A POSITA, motivated to overcome the limitations of antibody-based FAP-α targeting (slow clearance, non-specific uptake) by using LMW agents (as also discussed in the patent's background [cite: Original patent text]), would find a clear blueprint in the Pomper et al. references. Given the existence of known LMW FAP-α inhibitors (Lo, Tsai, Ryabtsova, Poplawski, Jansen) for the 'A' component, and the routine selection of 'B' moieties (radionuclides/optical dyes), a POSITA would have a reasonable expectation of success in adapting the established B-L-A conjugation strategy from the PSMA field to FAP-α. This involves taking a known LMW FAP-α inhibitor, selecting a known linker (as explicitly taught by Pomper et al.), and attaching a known diagnostic or therapeutic moiety. This combination would lead directly to the claimed compound of Formula (I).

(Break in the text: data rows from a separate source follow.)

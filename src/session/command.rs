use std::path::PathBuf;

use crate::presets::portrait::AiProfile;
use crate::presets::types::{AspectRatio, Category, UpscaleTarget};
use crate::studio::history::HistoryKind;
use crate::studio::state::Mode;
use crate::utils::logging::LogStream;

pub const HELP_TEXT: &str = "\
Commands:
  mode <studio|generate|portrait|director>   switch mode
  load <path>                                load the product image
  reference <path>|clear                     set or clear the style reference
  prompt <text>                              creative direction for studio/director
  presets [category]                         list presets
  select <category> <preset-id>              click a preset (camera, lighting, mockup, fx, retouch, people)
  detail <field> <value>                     edit a camera/lighting slider (focal, aperture, shutter, height, pitch, roll, temp, intensity, hardness)
  settings                                   show the current chosen settings
  ratio <9:16|4:5|1:1|3:2|16:9>              export aspect ratio
  transparent <on|off>                       transparent PNG export
  suggest                                    ask for three creative concepts
  use <n>                                    adopt suggestion n
  gprompt <text> / negative <text>           text-to-image prompts
  keywords / keyword <word>                  prompt enhancer keywords
  portrait <path>                            load a portrait (runs analysis)
  profile <male|female|child|senior|professional|glamour|off>
  retouch <field> <value>                    edit a portrait retouch setting
  pprompt <text>                             portrait creative direction
  shots / shot <id>                          list or toggle director shots
  results / drop <id>                        list or delete director results
  generate                                   run the action of the current mode
  upscale <hd|4k> [director-result-id]       upscale the studio or a director result
  history [load <n>|clear <studio|generation>|export <path>]
  wait                                       pause input until the running action finishes
  status / online / offline / reset / logs [timing] [n] / help / quit";

#[derive(Debug, Clone, PartialEq)]
pub enum Command {
    Help,
    Quit,
    Wait,
    Status,
    Online(bool),
    Reset,
    Logs { stream: LogStream, count: usize },
    Mode(Mode),
    LoadProduct(PathBuf),
    Reference(Option<PathBuf>),
    Prompt(String),
    Presets(Option<Category>),
    Select { category: Category, id: String },
    Detail { field: String, value: String },
    Settings,
    Ratio(AspectRatio),
    Transparent(bool),
    Suggest,
    UseSuggestion(usize),
    GenerationPrompt(String),
    NegativePrompt(String),
    Keywords,
    Keyword(String),
    LoadPortrait(PathBuf),
    Profile(AiProfile),
    Retouch { field: String, value: String },
    PortraitPrompt(String),
    Shots,
    ToggleShot(String),
    Results,
    DropResult(String),
    Generate,
    Upscale { target: UpscaleTarget, director_id: Option<String> },
    History,
    HistoryLoad(usize),
    HistoryClear(HistoryKind),
    HistoryExport(PathBuf),
}

fn split_word(input: &str) -> (&str, &str) {
    let input = input.trim();
    match input.split_once(char::is_whitespace) {
        Some((head, rest)) => (head, rest.trim()),
        None => (input, ""),
    }
}

fn require<'a>(rest: &'a str, usage: &str) -> Result<&'a str, String> {
    if rest.is_empty() {
        Err(format!("Usage: {usage}"))
    } else {
        Ok(rest)
    }
}

fn parse_switch(value: &str, usage: &str) -> Result<bool, String> {
    match value.trim().to_lowercase().as_str() {
        "on" | "yes" | "true" | "1" => Ok(true),
        "off" | "no" | "false" | "0" => Ok(false),
        _ => Err(format!("Usage: {usage}")),
    }
}

fn parse_index(value: &str, usage: &str) -> Result<usize, String> {
    value
        .trim()
        .parse::<usize>()
        .map_err(|_| format!("Usage: {usage}"))
}

impl Command {
    /// Parses one input line. `Ok(None)` means the line was blank.
    pub fn parse(line: &str) -> Result<Option<Command>, String> {
        let (word, rest) = split_word(line);
        if word.is_empty() || word.starts_with('#') {
            return Ok(None);
        }

        let command = match word.to_lowercase().as_str() {
            "help" | "?" => Command::Help,
            "quit" | "exit" => Command::Quit,
            "wait" => Command::Wait,
            "status" => Command::Status,
            "online" => Command::Online(true),
            "offline" => Command::Online(false),
            "reset" => Command::Reset,
            "logs" => {
                let usage = "logs [timing] [n]";
                let (first, second) = split_word(rest);
                let (stream, count) = if first.eq_ignore_ascii_case("timing") {
                    (LogStream::Timing, second)
                } else {
                    (LogStream::Studio, rest)
                };
                let count = if count.is_empty() { 20 } else { parse_index(count, usage)? };
                Command::Logs { stream, count }
            }
            "mode" => {
                let value = require(rest, "mode <studio|generate|portrait|director>")?;
                let mode = Mode::parse(value).ok_or_else(|| format!("Unknown mode '{value}'"))?;
                Command::Mode(mode)
            }
            "load" => Command::LoadProduct(PathBuf::from(require(rest, "load <path>")?)),
            "reference" | "ref" => {
                let value = require(rest, "reference <path>|clear")?;
                if value.eq_ignore_ascii_case("clear") {
                    Command::Reference(None)
                } else {
                    Command::Reference(Some(PathBuf::from(value)))
                }
            }
            "prompt" => Command::Prompt(rest.to_string()),
            "presets" => {
                if rest.is_empty() {
                    Command::Presets(None)
                } else {
                    let category = Category::from_keyword(rest)
                        .ok_or_else(|| format!("Unknown category '{rest}'"))?;
                    Command::Presets(Some(category))
                }
            }
            "select" => {
                let (category, id) = split_word(rest);
                let usage = "select <category> <preset-id>";
                let category = Category::from_keyword(require(category, usage)?)
                    .ok_or_else(|| format!("Unknown category '{category}'"))?;
                Command::Select {
                    category,
                    id: require(id, usage)?.to_string(),
                }
            }
            "detail" => {
                let (field, value) = split_word(rest);
                let usage = "detail <field> <value>";
                Command::Detail {
                    field: require(field, usage)?.to_string(),
                    value: require(value, usage)?.to_string(),
                }
            }
            "settings" => Command::Settings,
            "ratio" => {
                let value = require(rest, "ratio <9:16|4:5|1:1|3:2|16:9>")?;
                let ratio = AspectRatio::parse(value)
                    .ok_or_else(|| format!("Unsupported aspect ratio '{value}'"))?;
                Command::Ratio(ratio)
            }
            "transparent" => Command::Transparent(parse_switch(rest, "transparent <on|off>")?),
            "suggest" => Command::Suggest,
            "use" => Command::UseSuggestion(parse_index(rest, "use <n>")?),
            "gprompt" => Command::GenerationPrompt(rest.to_string()),
            "negative" => Command::NegativePrompt(rest.to_string()),
            "keywords" => Command::Keywords,
            "keyword" => Command::Keyword(require(rest, "keyword <word>")?.to_string()),
            "portrait" => Command::LoadPortrait(PathBuf::from(require(rest, "portrait <path>")?)),
            "profile" => {
                let value = require(rest, "profile <name>")?;
                let profile = AiProfile::parse(value).ok_or_else(|| {
                    let names: Vec<&str> = AiProfile::ALL.iter().map(|p| p.as_str()).collect();
                    format!("Unknown profile '{value}'. Choose one of: {}", names.join(", "))
                })?;
                Command::Profile(profile)
            }
            "retouch" => {
                let (field, value) = split_word(rest);
                let usage = "retouch <field> <value>";
                Command::Retouch {
                    field: require(field, usage)?.to_string(),
                    value: value.to_string(),
                }
            }
            "pprompt" => Command::PortraitPrompt(rest.to_string()),
            "shots" => Command::Shots,
            "shot" => Command::ToggleShot(require(rest, "shot <id>")?.to_string()),
            "results" => Command::Results,
            "drop" => Command::DropResult(require(rest, "drop <id>")?.to_string()),
            "generate" | "go" => Command::Generate,
            "upscale" => {
                let (target, id) = split_word(rest);
                let usage = "upscale <hd|4k> [director-result-id]";
                let target = UpscaleTarget::parse(require(target, usage)?)
                    .ok_or_else(|| format!("Usage: {usage}"))?;
                Command::Upscale {
                    target,
                    director_id: (!id.is_empty()).then(|| id.to_string()),
                }
            }
            "history" => {
                let (sub, arg) = split_word(rest);
                match sub.to_lowercase().as_str() {
                    "" | "list" => Command::History,
                    "load" => Command::HistoryLoad(parse_index(arg, "history load <n>")?),
                    "clear" => {
                        let kind = HistoryKind::parse(arg)
                            .ok_or_else(|| "Usage: history clear <studio|generation>".to_string())?;
                        Command::HistoryClear(kind)
                    }
                    "export" => {
                        Command::HistoryExport(PathBuf::from(require(arg, "history export <path>")?))
                    }
                    other => return Err(format!("Unknown history command '{other}'")),
                }
            }
            other => return Err(format!("Unknown command '{other}'. Type `help` for a list.")),
        };
        Ok(Some(command))
    }
}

Obviousness of Dependent Claims

If the compound of Formula (I) (Claim 1) is obvious, then the dependent claims would also be rendered obvious:

• Claim 2 (Pharmaceutical Composition): A pharmaceutical composition comprising an obvious compound of Formula (I) in admixture with a pharmaceutically acceptable carrier, diluent, excipient, or adjuvant is a routine formulation step for a POSITA [cite: Original patent text].
• Claim 3 (Method for Imaging Disease): Administering an obvious compound of Formula (I) (with an optical or radiolabeled 'B' for imaging) and obtaining an image, for diseases associated with FAP-α, directly flows from the well-known utility of such agents and the motivation to image FAP-α [cite: Original patent text].
• Claim 4 (Method for Inhibiting FAP-α): Administering an effective amount of an obvious FAP-α targeting compound of Formula (I) to inhibit FAP-α is an inherent utility of an FAP-α inhibitor, and thus obvious [cite: Original patent text].
• Claim 5 (Method for Treating FAP-α-related Disease): Administering an effective amount of an obvious compound of Formula (I) (with a radiolabeled 'B' for radiotherapy) to treat FAP-α-related diseases is a direct application of a therapeutic agent targeting a known disease marker [cite: Original patent text].

Conclusion

Based on the patent's own disclosure, a POSITA would have been motivated to combine known LMW FAP-α inhibitors with established conjugation methodologies for creating targeted imaging and therapeutic agents. The explicit teaching of suitable linkers and the B-L-A construct in the PSMA-targeting prior art (Pomper et al.) makes the claimed invention, particularly the compound of Formula (I) and its uses, an obvious extension of existing knowledge in the field.